- _Required work_
The result should be the line with "fn print_json<T: Serialize>(value: &T, pretty: bool)" followed by every remaining line of the entries, each reproduced exactly, with nothing else.
- - - -
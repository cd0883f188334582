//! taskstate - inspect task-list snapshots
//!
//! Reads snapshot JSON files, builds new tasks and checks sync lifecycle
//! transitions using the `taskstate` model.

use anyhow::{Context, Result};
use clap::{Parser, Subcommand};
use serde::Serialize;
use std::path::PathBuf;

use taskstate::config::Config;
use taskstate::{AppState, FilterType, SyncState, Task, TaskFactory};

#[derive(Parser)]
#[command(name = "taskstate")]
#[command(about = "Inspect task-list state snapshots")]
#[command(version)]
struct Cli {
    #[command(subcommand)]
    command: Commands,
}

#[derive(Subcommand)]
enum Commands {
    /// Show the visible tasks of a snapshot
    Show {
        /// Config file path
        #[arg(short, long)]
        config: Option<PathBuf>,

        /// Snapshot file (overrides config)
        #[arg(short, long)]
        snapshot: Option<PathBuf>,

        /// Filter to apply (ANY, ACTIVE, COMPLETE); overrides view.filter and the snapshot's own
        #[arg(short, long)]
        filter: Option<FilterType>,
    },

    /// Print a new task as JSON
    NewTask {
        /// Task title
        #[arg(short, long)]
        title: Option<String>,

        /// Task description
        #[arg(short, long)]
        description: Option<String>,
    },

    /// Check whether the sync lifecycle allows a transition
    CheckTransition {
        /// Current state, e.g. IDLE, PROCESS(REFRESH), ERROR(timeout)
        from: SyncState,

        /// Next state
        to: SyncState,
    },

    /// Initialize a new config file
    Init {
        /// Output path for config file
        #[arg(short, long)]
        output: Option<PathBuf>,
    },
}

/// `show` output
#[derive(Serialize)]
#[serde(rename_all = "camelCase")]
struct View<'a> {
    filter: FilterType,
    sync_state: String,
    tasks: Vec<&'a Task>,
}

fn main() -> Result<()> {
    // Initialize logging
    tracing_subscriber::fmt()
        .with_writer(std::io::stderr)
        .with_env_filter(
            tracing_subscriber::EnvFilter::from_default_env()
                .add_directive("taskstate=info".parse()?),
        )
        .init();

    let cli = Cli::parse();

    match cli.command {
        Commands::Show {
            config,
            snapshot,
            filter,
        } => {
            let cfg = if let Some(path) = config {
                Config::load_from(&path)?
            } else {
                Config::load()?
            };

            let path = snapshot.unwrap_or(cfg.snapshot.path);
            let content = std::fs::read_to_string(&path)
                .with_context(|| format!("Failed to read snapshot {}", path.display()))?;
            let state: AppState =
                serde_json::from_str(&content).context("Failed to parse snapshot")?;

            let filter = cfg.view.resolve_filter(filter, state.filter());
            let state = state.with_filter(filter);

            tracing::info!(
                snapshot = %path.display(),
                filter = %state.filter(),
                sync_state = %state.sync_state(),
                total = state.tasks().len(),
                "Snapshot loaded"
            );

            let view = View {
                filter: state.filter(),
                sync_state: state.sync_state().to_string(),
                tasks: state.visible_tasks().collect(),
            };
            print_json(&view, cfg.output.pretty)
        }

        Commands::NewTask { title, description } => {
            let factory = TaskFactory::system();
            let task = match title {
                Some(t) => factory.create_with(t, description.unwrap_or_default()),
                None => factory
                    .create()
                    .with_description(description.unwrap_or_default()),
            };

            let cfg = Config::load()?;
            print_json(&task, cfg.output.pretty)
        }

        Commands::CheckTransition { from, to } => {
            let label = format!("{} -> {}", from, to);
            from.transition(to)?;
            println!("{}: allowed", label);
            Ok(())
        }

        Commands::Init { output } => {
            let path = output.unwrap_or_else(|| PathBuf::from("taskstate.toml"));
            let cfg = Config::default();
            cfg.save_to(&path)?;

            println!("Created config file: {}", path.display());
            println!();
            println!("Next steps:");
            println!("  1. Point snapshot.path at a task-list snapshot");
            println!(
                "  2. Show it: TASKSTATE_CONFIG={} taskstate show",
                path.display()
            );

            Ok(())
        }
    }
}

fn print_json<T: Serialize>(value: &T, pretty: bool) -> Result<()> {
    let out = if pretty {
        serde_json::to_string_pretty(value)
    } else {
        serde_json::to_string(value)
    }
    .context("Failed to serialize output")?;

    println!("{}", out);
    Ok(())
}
- - - -
- _Answer box_
fn print_json<T: Serialize>(value: &T, pretty: bool) -> Result<()> {
    let out = if pretty {
        serde_json::to_string_pretty(value)
    } else {
        serde_json::to_string(value)
    }
    .context("Failed to serialize output")?;

    println!("{}", out);
    Ok(())
}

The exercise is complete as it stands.